-- TASK REQUIREMENTS --
For the records below, tally every line that has the word "command" and reply with the number alone.

[[ RECORDS TO PROCESS open ]]

//! HTTP server command

use std::net::SocketAddr;

use anyhow::{Context, Result};
use clap::Parser;

use fyyur_server::db::create_pool_with_options;
use fyyur_server::http::{run_server, ServerConfig};

use crate::config::FyyurConfig;

/// Arguments for the serve command
#[derive(Parser, Debug)]
pub struct ServeArgs {
    /// Address to bind to (default from config: 127.0.0.1:5000)
    #[arg(long, short = 'b', env = "FYYUR_BIND")]
    pub bind: Option<SocketAddr>,

    /// Allow permissive CORS (all origins) - use with caution
    #[arg(long)]
    pub cors_permissive: bool,

    /// Database URL (overrides config)
    #[arg(long, env = "DATABASE_URL")]
    pub database_url: Option<String>,

    /// Maximum pooled database connections
    #[arg(long)]
    pub max_connections: Option<u32>,
}

impl ServeArgs {
    /// Layer flags over the file configuration.
    pub fn resolve(self, mut config: FyyurConfig) -> FyyurConfig {
        if let Some(bind) = self.bind {
            config.server.bind = bind;
        }
        if self.cors_permissive {
            config.server.cors_permissive = true;
        }
        if let Some(url) = self.database_url {
            config.database.url = url;
        }
        if let Some(max) = self.max_connections {
            config.database.max_connections = max;
        }
        config
    }
}

/// Run the HTTP server
pub async fn run_serve(args: ServeArgs, config: FyyurConfig) -> Result<()> {
    let config = args.resolve(config);

    tracing::info!("Starting fyyur server on {}", config.server.bind);

    let pool = create_pool_with_options(&config.database.url, config.database.max_connections)
        .await
        .context(format!("Failed to open database {}", config.database.url))?;

    let server_config = ServerConfig {
        bind_addr: config.server.bind,
        cors_permissive: config.server.cors_permissive,
    };

    // Blocks until shutdown
    run_server(pool, server_config)
        .await
        .context("Server error")?;

    Ok(())
}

[[ RECORDS TO PROCESS closed ]]

-- TASK RESULT --
2